Getting rid of the "trending" block, with something else, like "trending tag within people you follow" would get rid of this normalisation of extreme behavior.

Then you need moderation.

Seeking engagement is not necessarly evil.

GitHub increased engagement, and it lead to more cooperation in the open source software, that's a plus for everyone.

The issue of a lot of social networks, is they want engagement, even if it cause addiction.

I think twitter social network "model" is salvagable in something healty, but it needs a lot of changes.


The UI is like that because of the above commenter's point - the business model itself. It's not that Twitter isn't technically capable of tweaking the UI or giving you more settings to customize your experience, it's that giving you those settings would mean you use them against their own business model.

> Seeking engagement is not necessarly evil. GitHub increased engagement [...]

At this point it really depends on what you mean by "engagement". GitHub's definition of "engagement" is definitely not the same as Twitter's.

Technically, Twitter's goal is not "engagement" but "time spent looking at ads". It just so happens that "engagement" is a very good proxy for that. In Twitter's case, increasing "engagement" is definitely evil.

I also don't believe GitHub's goal is to increase engagement. Their goal is ultimately to deliver features useful to their paying customers - companies that build software, where as Twitter's (and any other ad-supported service's) goal is to serve more ad impressions (or at least make advertisers believe they do).


Twitter, and GitHub goal is not "time spent looking at ads" or "deliver feature" but "make money". I bet/hope that if Musk succeed in taking over twitter, he will implement a patreon style subscription, there is a lot of money there thats twitter leave on the table.


> he will implement a patreon style subscription, there is a lot of money there thats twitter leave on the table

I don't think that's any better than the current scheme; infact, it could be worse becasue the current ad system has centralized control which can check on extremist echo-chambers. I suspect Patreon-style funding will increase polarization[1], with the "content-creators" optimizing for what brings in the most money, not necessarily their thoughtful ideas.
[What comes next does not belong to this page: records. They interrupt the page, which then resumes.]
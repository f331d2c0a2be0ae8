//! Consensus over independent numeric submissions.

use std::str::FromStr;

use chrono::{DateTime, Utc};
use serde::{Deserialize, Serialize};

use crate::error::AggregatorError;

/// Named aggregation strategy for one feed.
#[derive(Clone, Copy, Debug, PartialEq, Eq, Serialize, Deserialize)]
#[serde(rename_all = "UPPERCASE")]
pub enum AggregatorKind {
    Mean,
    Median,
}

impl FromStr for AggregatorKind {
    type Err = AggregatorError;

    fn from_str(s: &str) -> Result<Self, Self::Err> {
        match s.trim().to_uppercase().as_str() {
            "MEAN" => Ok(AggregatorKind::Mean),
            "MEDIAN" => Ok(AggregatorKind::Median),
            other => Err(AggregatorError::UnknownAggregator(other.to_string())),
        }
    }
}

impl AggregatorKind {
    /// Reduce `values` to a single integer. Both strategies round with
    /// [`round_half_up`] so every node lands on the same answer.
    pub fn aggregate(&self, values: &[f64]) -> Result<i64, AggregatorError> {
        if values.is_empty() {
            return Err(AggregatorError::EmptyInput);
        }
        let raw = match self {
            AggregatorKind::Mean => values.iter().sum::<f64>() / values.len() as f64,
            AggregatorKind::Median => median(values),
        };
        round_half_up(raw)
    }
}

/// `floor(x + 0.5)`: ties go toward positive infinity. Values that are not
/// finite or do not fit in an `i64` are errors rather than saturating.
pub fn round_half_up(value: f64) -> Result<i64, AggregatorError> {
    let rounded = (value + 0.5).floor();
    // i64::MIN is -2^63 and exact as an f64; 2^63 is the first value past i64::MAX.
    let limit = 9_223_372_036_854_775_808.0;
    if !rounded.is_finite() || rounded < -limit || rounded >= limit {
        return Err(AggregatorError::OutOfRange(value.to_string()));
    }
    Ok(rounded as i64)
}

fn median(values: &[f64]) -> f64 {
    let mut sorted = values.to_vec();
    sorted.sort_by(|a, b| a.total_cmp(b));
    let mid = sorted.len() / 2;
    if sorted.len() % 2 == 0 {
        (sorted[mid - 1] + sorted[mid]) / 2.0
    } else {
        sorted[mid]
    }
}

/// One oracle's value for a feed round.
#[derive(Clone, Debug, PartialEq, Serialize, Deserialize)]
#[serde(rename_all = "camelCase")]
pub struct AggregatorSubmission {
    pub aggregator_id: String,
    pub oracle_address: String,
    pub value: f64,
    pub timestamp: DateTime<Utc>,
}

#[derive(Clone, Debug, PartialEq, Eq, Serialize, Deserialize)]
#[serde(rename_all = "camelCase")]
pub struct AggregateResult {
    pub aggregator_id: String,
    pub timestamp: DateTime<Utc>,
    pub value: i64,
}

/// Aggregate one round of submissions. Submissions for other aggregators
/// than the first one are ignored; the result carries the newest timestamp.
pub fn aggregate_submissions(
    kind: AggregatorKind,
    submissions: &[AggregatorSubmission],
) -> Result<AggregateResult, AggregatorError> {
    let first = submissions.first().ok_or(AggregatorError::EmptyInput)?;
    let round: Vec<&AggregatorSubmission> = submissions
        .iter()
        .filter(|s| s.aggregator_id == first.aggregator_id)
        .collect();

    let values: Vec<f64> = round.iter().map(|s| s.value).collect();
    let value = kind.aggregate(&values)?;
    let timestamp = round
        .iter()
        .map(|s| s.timestamp)
        .max()
        .unwrap_or(first.timestamp);

    Ok(AggregateResult {
        aggregator_id: first.aggregator_id.clone(),
        timestamp,
        value,
    })
}
//! ECVRF over secp256k1 (suite `ECVRF-SECP256K1-SHA256-TAI`).
//!
//! Proofs are laid out as four 32-byte big-endian words,
//! `Gamma.x ‖ Gamma.y ‖ c ‖ s`, which is exactly the `uint256[4] proof`
//! argument decoded by the on-chain coordinator. Every hash input uses the
//! SEC1 compressed encoding of the points involved.

use alloy_primitives::{keccak256, B256};
use hmac::{Hmac, Mac};
use sha2::{Digest, Sha256};
use thiserror::Error;

use super::curve::{Point, Scalar, WORD_LEN};

/// Suite identifier for ECVRF-SECP256K1-SHA256-TAI.
pub const SUITE: u8 = 0xfe;

/// Encoded proof length: four 32-byte words.
pub const PROOF_LEN: usize = 4 * WORD_LEN;

/// Length of the truncated challenge `c`.
pub const CHALLENGE_LEN: usize = 16;

/// Length of the VRF output `beta`.
pub const BETA_LEN: usize = 32;

type HmacSha256 = Hmac<Sha256>;

#[derive(Debug, Error, PartialEq, Eq)]
pub enum VrfError {
    #[error("proof must be {PROOF_LEN} bytes, got {0}")]
    InvalidProofLength(usize),
    #[error("proof point Gamma is not on the curve")]
    InvalidPoint,
    #[error("proof scalar {0} is out of range")]
    InvalidScalar(&'static str),
    #[error("invalid public key: {0}")]
    InvalidPublicKey(String),
    #[error("invalid secret key")]
    InvalidSecretKey,
    #[error("hash_to_curve exhausted every counter value")]
    HashToCurveExhausted,
    #[error("nonce generation failed")]
    NonceGeneration,
    #[error("entropy source failure: {0}")]
    Entropy(String),
}

/// Secret scalar `x` in `[1, n-1]`.
#[derive(Clone, Copy, PartialEq, Eq)]
pub struct SecretKey(Scalar);

impl SecretKey {
    pub fn from_bytes(bytes: &[u8; WORD_LEN]) -> Result<Self, VrfError> {
        match Scalar::from_be_bytes(bytes) {
            Some(scalar) if !scalar.is_zero() => Ok(SecretKey(scalar)),
            _ => Err(VrfError::InvalidSecretKey),
        }
    }

    pub fn from_hex(value: &str) -> Result<Self, VrfError> {
        let raw = hex::decode(value.trim().trim_start_matches("0x"))
            .map_err(|_| VrfError::InvalidSecretKey)?;
        let word: [u8; WORD_LEN] = raw.try_into().map_err(|_| VrfError::InvalidSecretKey)?;
        Self::from_bytes(&word)
    }

    pub fn to_bytes(&self) -> [u8; WORD_LEN] {
        self.0.to_be_bytes()
    }

    pub fn public_key(&self) -> PublicKey {
        PublicKey {
            point: Point::generator() * self.0,
        }
    }
}

impl std::fmt::Debug for SecretKey {
    fn fmt(&self, f: &mut std::fmt::Formatter<'_>) -> std::fmt::Result {
        f.write_str("SecretKey(..)")
    }
}

/// Public key `Y = x·G`, stored on-chain as its affine coordinates.
#[derive(Clone, Copy, Debug, PartialEq, Eq)]
pub struct PublicKey {
    point: Point,
}

impl PublicKey {
    pub fn from_sec1(bytes: &[u8]) -> Result<Self, VrfError> {
        Point::from_sec1(bytes)
            .map(|point| PublicKey { point })
            .ok_or_else(|| VrfError::InvalidPublicKey("not a valid SEC1 point".to_string()))
    }

    pub fn from_hex(value: &str) -> Result<Self, VrfError> {
        let raw = hex::decode(value.trim().trim_start_matches("0x"))
            .map_err(|e| VrfError::InvalidPublicKey(e.to_string()))?;
        Self::from_sec1(&raw)
    }

    pub fn from_coordinates(x: &[u8; WORD_LEN], y: &[u8; WORD_LEN]) -> Result<Self, VrfError> {
        Point::from_coordinates(x, y)
            .filter(|point| !point.is_identity())
            .map(|point| PublicKey { point })
            .ok_or_else(|| VrfError::InvalidPublicKey("coordinates are not on the curve".to_string()))
    }

    pub fn point(&self) -> Point {
        self.point
    }

    pub fn x(&self) -> [u8; WORD_LEN] {
        self.point.coordinates().0
    }

    pub fn y(&self) -> [u8; WORD_LEN] {
        self.point.coordinates().1
    }

    pub fn compressed(&self) -> [u8; 33] {
        self.point.to_compressed()
    }

    /// Identifier the coordinator uses for a registered key: `keccak256(x ‖ y)`.
    pub fn key_hash(&self) -> B256 {
        let (x, y) = self.point.coordinates();
        let mut packed = [0u8; 2 * WORD_LEN];
        packed[..WORD_LEN].copy_from_slice(&x);
        packed[WORD_LEN..].copy_from_slice(&y);
        keccak256(packed)
    }
}

#[derive(Clone, Copy, Debug)]
pub struct KeyPair {
    pub secret_key: SecretKey,
    pub public_key: PublicKey,
}

impl KeyPair {
    pub fn from_secret(secret_key: SecretKey) -> Self {
        Self {
            public_key: secret_key.public_key(),
            secret_key,
        }
    }
}

/// Generate a fresh key pair from the OS entropy source.
pub fn keygen() -> Result<KeyPair, VrfError> {
    let scalar = Scalar::random().map_err(|e| VrfError::Entropy(e.to_string()))?;
    Ok(KeyPair::from_secret(SecretKey(scalar)))
}

/// Decoded `(Gamma, c, s)`.
#[derive(Clone, Copy, Debug, PartialEq, Eq)]
pub struct Proof {
    pub gamma: Point,
    pub c: Scalar,
    pub s: Scalar,
}

impl Proof {
    pub fn to_bytes(&self) -> [u8; PROOF_LEN] {
        let (gx, gy) = self.gamma.coordinates();
        let mut out = [0u8; PROOF_LEN];
        out[..WORD_LEN].copy_from_slice(&gx);
        out[WORD_LEN..2 * WORD_LEN].copy_from_slice(&gy);
        out[2 * WORD_LEN..3 * WORD_LEN].copy_from_slice(&self.c.to_be_bytes());
        out[3 * WORD_LEN..].copy_from_slice(&self.s.to_be_bytes());
        out
    }

    /// The four proof words as the verifier receives them.
    pub fn words(&self) -> [[u8; WORD_LEN]; 4] {
        let (gx, gy) = self.gamma.coordinates();
        [gx, gy, self.c.to_be_bytes(), self.s.to_be_bytes()]
    }
}

/// Parse proof bytes, checking length, point validity and scalar ranges.
pub fn decode(proof: &[u8]) -> Result<Proof, VrfError> {
    if proof.len() != PROOF_LEN {
        return Err(VrfError::InvalidProofLength(proof.len()));
    }

    let word = |i: usize| -> [u8; WORD_LEN] {
        let mut w = [0u8; WORD_LEN];
        w.copy_from_slice(&proof[i * WORD_LEN..(i + 1) * WORD_LEN]);
        w
    };

    let gamma = Point::from_coordinates(&word(0), &word(1))
        .filter(|p| !p.is_identity())
        .ok_or(VrfError::InvalidPoint)?;

    let c_word = word(2);
    if c_word[..WORD_LEN - CHALLENGE_LEN].iter().any(|b| *b != 0) {
        return Err(VrfError::InvalidScalar("c"));
    }
    let c = Scalar::from_be_bytes(&c_word).ok_or(VrfError::InvalidScalar("c"))?;
    let s = Scalar::from_be_bytes(&word(3)).ok_or(VrfError::InvalidScalar("s"))?;

    Ok(Proof { gamma, c, s })
}

/// Try-and-increment hash to curve:
/// `SHA256(suite ‖ 0x01 ‖ Y ‖ alpha ‖ ctr ‖ 0x00)` read as the x-coordinate
/// of an even-y point, for `ctr` in `0..=255`.
pub fn hash_to_curve(public_key: &PublicKey, alpha: &[u8]) -> Result<Point, VrfError> {
    let pk_string = public_key.compressed();

    for ctr in 0..=u8::MAX {
        let digest = Sha256::new()
            .chain_update([SUITE, 0x01])
            .chain_update(pk_string)
            .chain_update(alpha)
            .chain_update([ctr, 0x00])
            .finalize();

        let mut candidate = [0u8; 33];
        candidate[0] = 0x02;
        candidate[1..].copy_from_slice(&digest);

        if let Some(point) = Point::from_sec1(&candidate) {
            return Ok(point);
        }
    }

    tracing::error!(
        alpha = %hex::encode(alpha),
        "hash_to_curve exhausted all 256 counters; this is an implementation defect"
    );
    Err(VrfError::HashToCurveExhausted)
}

/// Challenge `c = SHA256(suite ‖ 0x02 ‖ P1 ‖ … ‖ Pn ‖ 0x00)` truncated to 16 bytes.
pub(crate) fn hash_points(points: &[Point]) -> Scalar {
    let mut hasher = Sha256::new();
    hasher.update([SUITE, 0x02]);
    for point in points {
        hasher.update(point.to_compressed());
    }
    hasher.update([0x00]);
    let digest = hasher.finalize();

    let mut truncated = [0u8; CHALLENGE_LEN];
    truncated.copy_from_slice(&digest[..CHALLENGE_LEN]);
    Scalar::from_u128(u128::from_be_bytes(truncated))
}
1. With a side of increased brigading, coordinated harassment,doxxing and swatting; but that'll be the price of "free" speech.
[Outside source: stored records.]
//! Signs and submits fulfillment transactions handed over by the workers.
//!
//! All reporters share one [`Wallet`] behind a mutex, so nonces are assigned
//! and transactions sent in a single order per signer. Every transaction sent
//! for a request is recorded together with its nonce. Before each attempt the
//! reporter re-reads the request state and looks up the receipts of all
//! recorded transactions; a resend, including one after a restart, replaces
//! at the recorded nonce. A fresh nonce is drawn only when the recorded one
//! has been used by a transaction that is not ours, so at most one
//! fulfillment per request can be mined.

use std::str::FromStr;
use std::sync::Arc;
use std::time::Duration;

use alloy_primitives::B256;
use anyhow::Result;
use tokio::sync::Mutex;
use tokio::time::{sleep, Instant};
use tracing::{debug, error, info, warn};

use crate::chain::{legacy_transaction, ChainClient, Receipt, Wallet};
use crate::error::{ChainError, StoreError};
use crate::models::{queue_name, QueueKind, ReporterJob, RequestStatus, Service};
use crate::store::StateStore;

#[derive(Clone, Debug)]
pub struct ReporterConfig {
    pub state_name: String,
    pub service: Service,
    pub reporter_queue_name: String,
    /// Clamped to 1: submissions from one signer are serialized.
    pub concurrency: usize,
    pub delegated_fee: bool,
    pub max_attempts: u32,
    pub backoff: Duration,
    pub lease: Duration,
    pub receipt_poll_interval: Duration,
    pub receipt_timeout: Duration,
}

impl ReporterConfig {
    pub fn new(service: Service, max_attempts: u32, backoff: Duration) -> Self {
        Self {
            state_name: format!("{service}-reporter"),
            service,
            reporter_queue_name: queue_name(service, QueueKind::Reporter),
            concurrency: 1,
            delegated_fee: false,
            max_attempts: max_attempts.max(1),
            backoff,
            lease: Duration::from_secs(300),
            receipt_poll_interval: Duration::from_secs(1),
            receipt_timeout: Duration::from_secs(60),
        }
    }
}

#[derive(Clone, Debug, PartialEq, Eq)]
pub enum ReportOutcome {
    Completed { tx_hash: B256 },
    Failed { reason: String },
    /// The request was no longer waiting for submission.
    Skipped,
}

pub struct Reporter {
    config: ReporterConfig,
    chain: Arc<dyn ChainClient>,
    store: Arc<dyn StateStore>,
    wallet: Arc<Mutex<Wallet>>,
    chain_id: u64,
    idle_interval: Duration,
}

impl Reporter {
    pub fn new(
        mut config: ReporterConfig,
        chain: Arc<dyn ChainClient>,
        store: Arc<dyn StateStore>,
        wallet: Arc<Mutex<Wallet>>,
        chain_id: u64,
    ) -> Self {
        if config.concurrency != 1 {
            warn!(
                reporter = %config.state_name,
                requested = config.concurrency,
                "reporter concurrency clamped to 1"
            );
            config.concurrency = 1;
        }
        Self {
            config,
            chain,
            store,
            wallet,
            chain_id,
            idle_interval: Duration::from_millis(200),
        }
    }

    pub fn config(&self) -> &ReporterConfig {
        &self.config
    }

    pub async fn run(self: Arc<Self>) -> Result<()> {
        info!(
            reporter = %self.config.state_name,
            queue = %self.config.reporter_queue_name,
            delegated_fee = self.config.delegated_fee,
            "reporter started"
        );
        loop {
            match self.process_next().await {
                Ok(Some(outcome)) => debug!(reporter = %self.config.state_name, ?outcome, "job reported"),
                Ok(None) => sleep(self.idle_interval).await,
                Err(err) => {
                    error!(reporter = %self.config.state_name, error = %err, "reporter queue error");
                    sleep(self.idle_interval).await;
                }
            }
        }
    }

    /// Report one job if one is visible. `None` means the queue was empty.
    pub async fn process_next(&self) -> Result<Option<ReportOutcome>, StoreError> {
        let service = self.config.service;
        let Some(job) = self
            .store
            .pop(service, QueueKind::Reporter, self.config.lease)
            .await?
        else {
            return Ok(None);
        };

        let outcome = match job.decode::<ReporterJob>() {
            Ok(reporter_job) => self.report(&reporter_job).await?,
            Err(err) => {
                let reason = format!("reporter: malformed job: {err}");
                self.fail(&job.id, &reason).await?;
                ReportOutcome::Failed { reason }
            }
        };
        self.store.ack(service, QueueKind::Reporter, &job.id).await?;
        Ok(Some(outcome))
    }

    /// Submit `job` until it is mined, reverts or attempts run out.
    pub async fn report(&self, job: &ReporterJob) -> Result<ReportOutcome, StoreError> {
        let service = self.config.service;
        let request_id = job.request_id.as_str();
        let mut attempt = 0;
        // A recorded nonce that some other transaction has used up.
        let mut taken_nonce = None;

        loop {
            let Some(state) = self.store.get(service, request_id).await? else {
                warn!(%service, request_id, "reporter job for unknown request");
                return Ok(ReportOutcome::Skipped);
            };
            if state.status != RequestStatus::Processing {
                debug!(%service, request_id, status = %state.status, "request no longer processing");
                return Ok(ReportOutcome::Skipped);
            }
            attempt = attempt.max(state.attempts);

            let mut sent: Vec<B256> = state
                .tx_hashes
                .iter()
                .chain(state.tx_hash.iter())
                .filter_map(|hash| B256::from_str(hash).ok())
                .collect();
            sent.dedup();
            let lookup = self.find_receipt(&sent).await;
            if let Ok(Some(receipt)) = lookup {
                return self.finish(request_id, receipt).await;
            }

            if attempt >= self.config.max_attempts {
                let reason = format!(
                    "reporter: gave up after {} attempts",
                    self.config.max_attempts
                );
                self.fail(request_id, &reason).await?;
                return Ok(ReportOutcome::Failed { reason });
            }
            attempt += 1;

            let nonce = state.tx_nonce.filter(|nonce| Some(*nonce) != taken_nonce);
            let err = match lookup {
                // Never send blind while an earlier transaction may be mined.
                Err(err) => err,
                Ok(_) => match self.send(job, attempt, nonce).await {
                    Ok((tx_hash, used_nonce)) => {
                        self.store
                            .record_submission(
                                service,
                                request_id,
                                &tx_hash.to_string(),
                                used_nonce,
                                attempt,
                            )
                            .await?;
                        info!(%service, request_id, %tx_hash, nonce = used_nonce, attempt, "fulfillment submitted");
                        sent.push(tx_hash);
                        match self.wait_for_receipt(&sent).await {
                            Ok(receipt) => return self.finish(request_id, receipt).await,
                            Err(err) => err,
                        }
                    }
                    Err(err) => {
                        if matches!(err, ChainError::NonceTooLow) {
                            // Either one of ours was mined, which the next
                            // lookup finds, or the nonce went to another
                            // transaction and a fresh one is needed.
                            taken_nonce = nonce;
                        }
                        err
                    }
                },
            };

            if !err.is_retryable() {
                let reason = format!("reporter: {err}");
                self.fail(request_id, &reason).await?;
                return Ok(ReportOutcome::Failed { reason });
            }
            warn!(%service, request_id, attempt, error = %err, "submission attempt failed");
            if attempt < self.config.max_attempts {
                sleep(self.config.backoff * 2u32.saturating_pow(attempt - 1)).await;
            }
        }
    }

    /// Sign and send at `nonce`, or at the signer's next pending nonce.
    async fn send(
        &self,
        job: &ReporterJob,
        attempt: u32,
        nonce: Option<u64>,
    ) -> Result<(B256, u64), ChainError> {
        let wallet = self.wallet.lock().await;
        let nonce = match nonce {
            Some(nonce) => nonce,
            None => self.chain.transaction_count(wallet.address()).await?,
        };
        let base_price = self.chain.gas_price().await?;
        let gas_price = base_price * u128::from(100 + 10 * (attempt - 1)) / 100;

        let tx = legacy_transaction(&job.tx, nonce, gas_price, self.chain_id);
        let signed = wallet.sign_transaction(tx)?;
        let returned = self.chain.send_raw_transaction(signed.raw).await?;
        if returned != signed.hash {
            warn!(expected = %signed.hash, %returned, "node returned a different transaction hash");
        }
        Ok((signed.hash, nonce))
    }

    /// First receipt found among `hashes`.
    async fn find_receipt(&self, hashes: &[B256]) -> Result<Option<Receipt>, ChainError> {
        for &hash in hashes {
            if let Some(receipt) = self.chain.transaction_receipt(hash).await? {
                return Ok(Some(receipt));
            }
        }
        Ok(None)
    }

    async fn wait_for_receipt(&self, hashes: &[B256]) -> Result<Receipt, ChainError> {
        let deadline = Instant::now() + self.config.receipt_timeout;
        loop {
            if let Some(receipt) = self.find_receipt(hashes).await? {
                return Ok(receipt);
            }
            if Instant::now() >= deadline {
                let latest = hashes.last().map(|h| h.to_string()).unwrap_or_default();
                return Err(ChainError::NotMined(latest));
            }
            sleep(self.config.receipt_poll_interval).await;
        }
    }

    async fn finish(&self, request_id: &str, receipt: Receipt) -> Result<ReportOutcome, StoreError> {
        let service = self.config.service;
        let tx_hash = receipt.transaction_hash;
        if receipt.success {
            self.store
                .transition(
                    service,
                    request_id,
                    RequestStatus::Processing,
                    RequestStatus::Completed,
                    None,
                )
                .await?;
            info!(%service, request_id, %tx_hash, block = receipt.block_number, "request fulfilled");
            Ok(ReportOutcome::Completed { tx_hash })
        } else {
            let reason = format!("reporter: {}", ChainError::Reverted(tx_hash.to_string()));
            self.fail(request_id, &reason).await?;
            Ok(ReportOutcome::Failed { reason })
        }
    }

    async fn fail(&self, request_id: &str, reason: &str) -> Result<(), StoreError> {
        error!(service = %self.config.service, request_id, reason, "fulfillment failed");
        self.store
            .transition(
                self.config.service,
                request_id,
                RequestStatus::Processing,
                RequestStatus::Failed,
                Some(reason.to_string()),
            )
            .await?;
        Ok(())
    }
}

#[cfg(test)]
mod tests {
    use super::*;

    #[test]
    fn config_defaults_follow_service() {
        let config = ReporterConfig::new(Service::RequestResponse, 0, Duration::from_secs(1));
        assert_eq!(config.reporter_queue_name, "request-response:reporter");
        assert_eq!(config.state_name, "request-response-reporter");
        assert_eq!(config.max_attempts, 1);
        assert_eq!(config.concurrency, 1);
    }
}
Current ad system try to sell weapon related merchs to far right extremist, etc, I don't believe in your "centralized control".


I’ve seen the work that goes into spotting & mitigating TOS-violating ads: you don’t have to believe in it for it to exist.


I use the Minimal Twitter extension to remove everything. I have a chronological twitter feet with no ads and no suggestions. I go in maybe 2-3 times a day for 5-10 minutes, scroll down and like/respond as desired, then leave once I recognize the tweets from last time (or I get bored).

I'd be happy to pay $1 or $2/mo for this directly from Twitter, but until that's an option I don't feel remotely bad removing my sliver of ad revenue from their bottom line.


I always wonder what people expect when they talk about twitter's algorithm as if this some sort of Deus Ex level AI developed in the depths of Area 51. If anyone wants twitter's algorithm I guess all you need is to download some arxiv papers on state of the art recommender systems and it's probably going to look like that.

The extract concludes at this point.